We’re greeted warmly by the hospitaleros, a couple from Madrid. They’re more than happy to let us hang out and take a hot shower. They show us the bunk room in case we do want to stay and it’s so nice and cozy and there’s big heavy blankets, and even though we only walked maybe 7 miles, we decide to call it a day and stay, and I’m so happy we did! After we shower we’re served hot soup and bread and beer and tea and a platter of cured meats. There was a big festival in town yesterday and they donated all the leftover food and drinks to the albergue.

After lunch we get to join in on a tour of the Ponce de Leon museum, which happens to be in the basement. The albergue is an old monastery and they’ve created a really cool museum dedicated to Ponce de Leon. It turns out he was born here and often came back to visit his mother after his journeys.

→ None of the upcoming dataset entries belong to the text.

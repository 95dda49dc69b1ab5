//! # Logging
//!
//! Sets up the `tracing` subscriber for the `borglife` binary. Output goes
//! to stderr so that stdout stays clean for addresses and JSON reports that
//! scripts pipe elsewhere.

use tracing_subscriber::{fmt, layer::SubscriberExt, util::SubscriberInitExt, EnvFilter};

/// Log output format.
#[derive(Debug, Clone, Copy, PartialEq, Eq)]
pub enum LogFormat {
    /// Human-readable output for an operator at a terminal.
    Pretty,
    /// JSON lines for log shipping.
    Json,
}

impl LogFormat {
    /// Accepts "json" or "pretty" (case-insensitive). Anything else is `Pretty`.
    pub fn from_str_lossy(s: &str) -> Self {
        match s.to_lowercase().as_str() {
            "json" => LogFormat::Json,
            _ => LogFormat::Pretty,
        }
    }
}

/// Install the global subscriber. Call once, early in `main()`.
///
/// `RUST_LOG` wins over `default_level` when it is set, e.g.
///
/// ```text
/// RUST_LOG=borglife=debug,borglife_core=trace
/// ```
pub fn init_logging(default_level: &str, format: LogFormat) {
    let env_filter =
        EnvFilter::try_from_default_env().unwrap_or_else(|_| EnvFilter::new(default_level));

    match format {
        LogFormat::Pretty => {
            tracing_subscriber::registry()
                .with(env_filter)
                .with(
                    fmt::layer()
                        .with_writer(std::io::stderr)
                        .with_target(true)
                        .with_file(true)
                        .with_line_number(true),
                )
                .init();
        }
        LogFormat::Json => {
            tracing_subscriber::registry()
                .with(env_filter)
                .with(fmt::layer().json().with_writer(std::io::stderr).with_target(true))
                .init();
        }
    }

    tracing::debug!(?format, "logging initialized");
}

#[cfg(test)]
mod tests {
    use super::*;

    #[test]
    fn format_parsing_is_lenient() {
        assert_eq!(LogFormat::from_str_lossy("json"), LogFormat::Json);
        assert_eq!(LogFormat::from_str_lossy("JSON"), LogFormat::Json);
        assert_eq!(LogFormat::from_str_lossy("pretty"), LogFormat::Pretty);
        assert_eq!(LogFormat::from_str_lossy("yaml"), LogFormat::Pretty);
    }
}
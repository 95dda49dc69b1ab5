//! # Credential Vault Abstraction
//!
//! The keystore never talks to a concrete vault. It talks to
//! [`KeyMaterialStore`]: a flat `(service_name, field) -> string` map with
//! set/get/delete. That is the lowest common denominator of macOS Keychain,
//! Windows Credential Manager and the freedesktop Secret Service, and it is
//! all the registrar and reconstructor need.
//!
//! [`InMemoryKeyStore`] is the reference implementation: used by tests and
//! by embedders that keep key material in process memory.

use parking_lot::RwLock;
use serde::Serialize;
use std::collections::HashMap;
use std::fmt;
use thiserror::Error;

/// Named fields stored under a service.
#[derive(Debug, Clone, Copy, PartialEq, Eq, Hash, PartialOrd, Ord, Serialize)]
#[serde(rename_all = "snake_case")]
pub enum KeyField {
    PrivateKey,
    PublicKey,
    Address,
    /// Reverse-lookup hint written by service migration.
    BorgId,
}

impl KeyField {
    /// The three fields every complete key material record carries, in the
    /// order they are written.
    pub const REQUIRED: [KeyField; 3] = [KeyField::PrivateKey, KeyField::PublicKey, KeyField::Address];

    /// Field name as stored in the vault.
    pub fn as_str(&self) -> &'static str {
        match self {
            KeyField::PrivateKey => "private_key",
            KeyField::PublicKey => "public_key",
            KeyField::Address => "address",
            KeyField::BorgId => "borg_id",
        }
    }
}

impl fmt::Display for KeyField {
    fn fmt(&self, f: &mut fmt::Formatter<'_>) -> fmt::Result {
        f.write_str(self.as_str())
    }
}

/// Failures reported by a vault backend.
#[derive(Debug, Error)]
pub enum StoreError {
    /// The backend refused or failed the operation.
    #[error("vault backend error: {0}")]
    Backend(String),

    /// The vault is locked or access was denied by the user.
    #[error("vault access denied: {0}")]
    AccessDenied(String),
}

/// A secure credential vault keyed by `(service_name, field)`.
///
/// Implementations must be safe to share across threads. No ordering or
/// transactional guarantees are expected between fields.
pub trait KeyMaterialStore: Send + Sync {
    /// Store `value` under `(service, field)`, overwriting any previous value.
    fn set(&self, service: &str, field: KeyField, value: &str) -> Result<(), StoreError>;

    /// Read the value under `(service, field)`. Absence is `Ok(None)`.
    fn get(&self, service: &str, field: KeyField) -> Result<Option<String>, StoreError>;

    /// Delete `(service, field)`. Deleting an absent entry is not an error.
    fn delete(&self, service: &str, field: KeyField) -> Result<(), StoreError>;
}

impl<T: KeyMaterialStore + ?Sized> KeyMaterialStore for std::sync::Arc<T> {
    fn set(&self, service: &str, field: KeyField, value: &str) -> Result<(), StoreError> {
        (**self).set(service, field, value)
    }

    fn get(&self, service: &str, field: KeyField) -> Result<Option<String>, StoreError> {
        (**self).get(service, field)
    }

    fn delete(&self, service: &str, field: KeyField) -> Result<(), StoreError> {
        (**self).delete(service, field)
    }
}

impl<T: KeyMaterialStore + ?Sized> KeyMaterialStore for &T {
    fn set(&self, service: &str, field: KeyField, value: &str) -> Result<(), StoreError> {
        (**self).set(service, field, value)
    }

    fn get(&self, service: &str, field: KeyField) -> Result<Option<String>, StoreError> {
        (**self).get(service, field)
    }

    fn delete(&self, service: &str, field: KeyField) -> Result<(), StoreError> {
        (**self).delete(service, field)
    }
}

/// Process-local vault backed by a `HashMap`.
#[derive(Debug, Default)]
pub struct InMemoryKeyStore {
    entries: RwLock<HashMap<(String, KeyField), String>>,
}

impl InMemoryKeyStore {
    pub fn new() -> Self {
        Self::default()
    }

    /// Number of stored `(service, field)` entries.
    pub fn len(&self) -> usize {
        self.entries.read().len()
    }

    pub fn is_empty(&self) -> bool {
        self.entries.read().is_empty()
    }

    /// Fields currently present under `service`, sorted.
    pub fn fields(&self, service: &str) -> Vec<KeyField> {
        let mut fields: Vec<KeyField> = self
            .entries
            .read()
            .keys()
            .filter(|(s, _)| s == service)
            .map(|(_, f)| *f)
            .collect();
        fields.sort();
        fields
    }
}

impl KeyMaterialStore for InMemoryKeyStore {
    fn set(&self, service: &str, field: KeyField, value: &str) -> Result<(), StoreError> {
        self.entries
            .write()
            .insert((service.to_string(), field), value.to_string());
        Ok(())
    }

    fn get(&self, service: &str, field: KeyField) -> Result<Option<String>, StoreError> {
        Ok(self.entries.read().get(&(service.to_string(), field)).cloned())
    }

    fn delete(&self, service: &str, field: KeyField) -> Result<(), StoreError> {
        self.entries.write().remove(&(service.to_string(), field));
        Ok(())
    }
}

#[cfg(test)]
mod tests {
    use super::*;

    #[test]
    fn set_get_delete_roundtrip() {
        let store = InMemoryKeyStore::new();
        store.set("svc", KeyField::Address, "5abc").unwrap();
        assert_eq!(store.get("svc", KeyField::Address).unwrap().as_deref(), Some("5abc"));
        store.delete("svc", KeyField::Address).unwrap();
        assert_eq!(store.get("svc", KeyField::Address).unwrap(), None);
    }

    #[test]
    fn delete_absent_is_not_an_error() {
        let store = InMemoryKeyStore::new();
        assert!(store.delete("nope", KeyField::PrivateKey).is_ok());
    }

    #[test]
    fn services_are_isolated() {
        let store = InMemoryKeyStore::new();
        store.set("a", KeyField::PublicKey, "aa").unwrap();
        store.set("b", KeyField::PublicKey, "bb").unwrap();
        assert_eq!(store.fields("a"), vec![KeyField::PublicKey]);
        assert_eq!(store.get("b", KeyField::PublicKey).unwrap().as_deref(), Some("bb"));
        assert_eq!(store.len(), 2);
    }

    #[test]
    fn field_names_match_vault_layout() {
        let names: Vec<&str> = KeyField::REQUIRED.iter().map(KeyField::as_str).collect();
        assert_eq!(names, ["private_key", "public_key", "address"]);
    }
}
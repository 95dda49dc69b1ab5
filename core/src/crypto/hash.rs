//! # Hashing Utilities
//!
//! Two hash families, each with a fixed job:
//!
//! - **SHA-256** turns free-form seed phrases into 32-byte Ed25519 seeds.
//! - **BLAKE2b** is what Substrate speaks. The SS58 checksum is BLAKE2b-512
//!   over a fixed preamble, and DNA hashes are BLAKE2b-256 digests of
//!   canonical DNA content, so we need both widths.
//!
//! Nothing here is novel. These are thin, typed wrappers so the rest of the
//! crate never touches a `Digest` impl directly.

use blake2::digest::consts::U32;
use blake2::{Blake2b, Blake2b512, Digest};
use sha2::Sha256;

/// BLAKE2b with a 32-byte output.
type Blake2b256 = Blake2b<U32>;

/// Compute the SHA-256 hash of the input data as a fixed-size array.
///
/// # Example
///
/// ```
/// use borglife_core::crypto::hash::sha256;
///
/// let digest = sha256(b"borglife");
/// assert_eq!(digest.len(), 32);
/// ```
pub fn sha256(data: &[u8]) -> [u8; 32] {
    let mut hasher = Sha256::new();
    hasher.update(data);
    let mut output = [0u8; 32];
    output.copy_from_slice(&hasher.finalize());
    output
}

/// Compute BLAKE2b-256 of the input data.
pub fn blake2b_256(data: &[u8]) -> [u8; 32] {
    let mut hasher = Blake2b256::new();
    hasher.update(data);
    let mut output = [0u8; 32];
    output.copy_from_slice(&hasher.finalize());
    output
}

/// Compute BLAKE2b-512 over several byte slices fed in sequence.
///
/// Used for the SS58 checksum, which hashes `"SS58PRE" || payload` without
/// us having to allocate the concatenation.
pub fn blake2b_512_multi(parts: &[&[u8]]) -> [u8; 64] {
    let mut hasher = Blake2b512::new();
    for part in parts {
        hasher.update(part);
    }
    let mut output = [0u8; 64];
    output.copy_from_slice(&hasher.finalize());
    output
}
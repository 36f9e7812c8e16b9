//! # strand
//!
//! Facade crate: the public API of the strand cooperative I/O
//! scheduler.
//!
//! ```ignore
//! use strand::{scheduler, IoScheduler, NetListener, SchedulerConfig};
//!
//! let iom = IoScheduler::with_config(
//!     SchedulerConfig::new().workers(4).hook_io(true).name("app"),
//! )?;
//! scheduler::spawn(&iom, || {
//!     let listener = NetListener::bind(8080, 1024).unwrap();
//!     // blocking-style accept/read/write; only the fiber parks
//! });
//! ```

pub use strand_core::{FiberId, FiberState, SchedError, SchedResult};
pub use strand_io::{hook, FdCtx, FdTable, IoEvent, IoScheduler, NetListener, NetStream};
pub use strand_runtime::{
    scheduler, timer, Fiber, Schedule, SchedulerConfig, Thread, Timer, TimerManager,
    DEFAULT_STACK_SIZE,
};
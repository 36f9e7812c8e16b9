//! Fiber lifecycle states

use core::fmt;

/// State of a fiber
///
/// Transitions:
/// - `Ready -> Running` on resume
/// - `Running -> Ready` on yield before the body completes
/// - `Running -> Term` when the body returns
/// - `Term -> Ready` on reset (only for fibers that own a stack)
#[derive(Debug, Clone, Copy, PartialEq, Eq)]
#[repr(u8)]
pub enum FiberState {
    /// Runnable, waiting to be resumed
    Ready = 0,

    /// Currently executing on some thread
    Running = 1,

    /// Body has returned; may be reset if the fiber owns a stack
    Term = 2,
}

impl FiberState {
    /// Check if this state allows the fiber to be resumed
    #[inline]
    pub const fn is_runnable(&self) -> bool {
        matches!(self, FiberState::Ready)
    }

    /// Check if the fiber has finished
    #[inline]
    pub const fn is_term(&self) -> bool {
        matches!(self, FiberState::Term)
    }
}

impl From<u8> for FiberState {
    fn from(v: u8) -> Self {
        match v {
            0 => FiberState::Ready,
            1 => FiberState::Running,
            _ => FiberState::Term,
        }
    }
}

impl From<FiberState> for u8 {
    fn from(state: FiberState) -> u8 {
        state as u8
    }
}

impl fmt::Display for FiberState {
    fn fmt(&self, f: &mut fmt::Formatter<'_>) -> fmt::Result {
        match self {
            FiberState::Ready => write!(f, "READY"),
            FiberState::Running => write!(f, "RUNNING"),
            FiberState::Term => write!(f, "TERM"),
        }
    }
}

#[cfg(test)]
mod tests {
    use super::*;

    #[test]
    fn test_state_predicates() {
        assert!(FiberState::Ready.is_runnable());
        assert!(!FiberState::Running.is_runnable());
        assert!(!FiberState::Term.is_runnable());
        assert!(FiberState::Term.is_term());
    }

    #[test]
    fn test_state_roundtrip() {
        for s in [FiberState::Ready, FiberState::Running, FiberState::Term] {
            let raw: u8 = s.into();
            assert_eq!(FiberState::from(raw), s);
        }
    }
}
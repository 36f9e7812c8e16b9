//! Fiber scheduler
//!
//! A multi-threaded worker pool multiplexing fibers and plain callbacks
//! over N OS threads. Tasks are FIFO, with optional pinning to a worker
//! TID; a worker scanning past a task pinned elsewhere tickles its peers
//! so the pinned task is not starved.
//!
//! The [`Schedule`] trait is the seam the reactor extends: it overrides
//! `tickle` (wake one idle worker), `idle` (block in epoll instead of
//! sleeping) and `stopping` (drain pending events and timers too). The
//! base `Scheduler` implements the trait with the defaults and is usable
//! on its own. The pool-level operations (`start`, `stop`, `schedule_*`)
//! are free functions generic over the implementation, mirroring how the
//! loop itself is shared.
//!
//! In caller-participates mode the constructing thread owns a dedicated
//! scheduler fiber running the same worker loop; `stop` resumes it so
//! the caller thread helps drain the queue before the workers are
//! joined.

use std::collections::VecDeque;
use std::sync::atomic::{AtomicBool, AtomicUsize, Ordering};
use std::sync::{Arc, Mutex};
use std::time::Duration;

use strand_core::error::{SchedError, SchedResult};
use strand_core::state::FiberState;
use strand_core::{rt_debug, rt_error};

use crate::fiber::{Fiber, FiberFn};
use crate::thread::{self, Thread};

/// How long the default idle fiber sleeps between stop checks
const IDLE_SLEEP_MS: u64 = 20;

/// One unit of schedulable work: a fiber to resume or a callback to wrap
/// in a fresh fiber, optionally pinned to a worker TID
pub struct ScheduleTask {
    pub fiber: Option<Arc<Fiber>>,
    pub cb: Option<FiberFn>,
    pub thread: Option<libc::pid_t>,
}

impl ScheduleTask {
    pub fn from_fiber(fiber: Arc<Fiber>, thread: Option<libc::pid_t>) -> Self {
        Self {
            fiber: Some(fiber),
            cb: None,
            thread,
        }
    }

    pub fn from_cb(cb: FiberFn, thread: Option<libc::pid_t>) -> Self {
        Self {
            fiber: None,
            cb: Some(cb),
            thread,
        }
    }
}

/// Shared scheduler state
///
/// Embedded by anything implementing [`Schedule`]; the base
/// implementation on `Scheduler` itself gives the plain worker pool.
pub struct Scheduler {
    name: String,

    tasks: Mutex<VecDeque<ScheduleTask>>,

    threads: Mutex<Vec<Thread>>,
    thread_ids: Mutex<Vec<libc::pid_t>>,

    /// Worker threads to spawn (excludes the caller in caller mode)
    thread_count: usize,

    active_threads: AtomicUsize,
    idle_threads: AtomicUsize,
    stopping: AtomicBool,

    use_caller: bool,
    /// TID of the constructing thread in caller mode
    root_tid: Option<libc::pid_t>,
    /// The caller thread's scheduler fiber in caller mode
    root_fiber: Mutex<Option<Arc<Fiber>>>,

    /// Stack size for task and idle fibers (0 = default)
    stack_size: usize,
}

impl Scheduler {
    /// Build the shared state
    ///
    /// `threads` counts the caller when `use_caller` is set, so at least
    /// one is always required. The caller-mode scheduler fiber is wired
    /// up separately by [`init_caller`], which needs the owning `Arc`.
    pub fn new(threads: usize, use_caller: bool, name: &str, stack_size: usize) -> Scheduler {
        assert!(threads > 0, "scheduler needs at least one thread");

        let (thread_count, root_tid) = if use_caller {
            // the caller thread takes one worker slot
            (threads - 1, Some(thread::tid()))
        } else {
            (threads, None)
        };

        Scheduler {
            name: name.to_string(),
            tasks: Mutex::new(VecDeque::new()),
            threads: Mutex::new(Vec::new()),
            thread_ids: Mutex::new(Vec::new()),
            thread_count,
            active_threads: AtomicUsize::new(0),
            idle_threads: AtomicUsize::new(0),
            stopping: AtomicBool::new(false),
            use_caller,
            root_tid,
            root_fiber: Mutex::new(None),
            stack_size,
        }
    }

    /// Create a plain scheduler with the default idle/tickle behaviour
    pub fn create(threads: usize, use_caller: bool, name: &str) -> Arc<Scheduler> {
        let sched = Arc::new(Scheduler::new(threads, use_caller, name, 0));
        if use_caller {
            init_caller(&sched);
        }
        sched
    }

    pub fn name(&self) -> &str {
        &self.name
    }

    /// TIDs of the spawned workers (plus the caller in caller mode)
    pub fn worker_tids(&self) -> Vec<libc::pid_t> {
        let mut ids = self.thread_ids.lock().unwrap().clone();
        if let Some(root) = self.root_tid {
            ids.push(root);
        }
        ids
    }

    #[inline]
    pub fn has_idle_threads(&self) -> bool {
        self.idle_threads.load(Ordering::SeqCst) > 0
    }

    #[inline]
    pub fn stack_size(&self) -> usize {
        self.stack_size
    }

    /// The base stopping predicate: stop requested, queue drained, no
    /// worker still running a task
    pub fn base_stopping(&self) -> bool {
        self.stopping.load(Ordering::SeqCst)
            && self.tasks.lock().unwrap().is_empty()
            && self.active_threads.load(Ordering::SeqCst) == 0
    }
}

A few more people arrive at the albergue in the afternoon, a Spanish couple on horseback, a Spanish woman walking to Sahagun, and a French man heading to Villalon de Campos to take over for Paco at the albergue. We all gather for a group dinner in the evening and it’s a feast! Sautéed leeks, salad, bread, cured meats, braised lamb, and multiple bottles of wine. No one speaks English except for Stephany, so I can’t really talk to anyone. It’s a crazy mix of French and Spanish and I’m trying so hard to pay attention and figure out what people are saying. Thank goodness for Stephany, she translates the French as much as she can. The French guy speaks Spanish and one of the hospitaleros speaks French, so it’s often multiple translations from Spanish to French to English. It’s so fun but so exhausting! We finally finish up and go to sleep around 11:00, so late for me!

I join everyone for breakfast in the morning—super strong coffee, toast, and jam. I’m the first to leave. It’s still cloudy but the sun peeks out for just a minute as it rises then quickly becomes swallowed back up by the clouds. I’m trying to enjoy the peace and solitude this morning. In a few hours I’ll reach Sahagun, where the Camino de Madrid intersects with the Frances. It’s lightly sprinkling off and on but doesn’t seem too threatening. But eventually the light sprinkle becomes heavier and heavier until a cold steady rain is falling. There’s not a strong wind like yesterday, but it’s still really cold. The last few miles into Sahagun are a frustrating slog through the mud. The trail markers disappear for some reason and I can’t get my phone to work so I can look at the map because my phone is useless when the screen gets wet. The trail has become impossible to walk on. The dirt here is like clay and when it gets wet it’s so incredibly slippery. I can’t get any traction, it’s like walking through slippery slushy snow and the clay keeps clumping up on my shoes and I’m flicking tons of mud up onto the back of my legs. It’s a mess and I’m cold and frustrated and over it. I finally reach Sahagun close to noon and as soon as I step into town I see it, the masses from the Camino de Frances limping their way down the street, ponchos billowing in the wind. It’s like a bad zombie movie. I’m immediately repulsed and ready to just quit. I walked the entire Madrid route, do I really need to go to Santiago?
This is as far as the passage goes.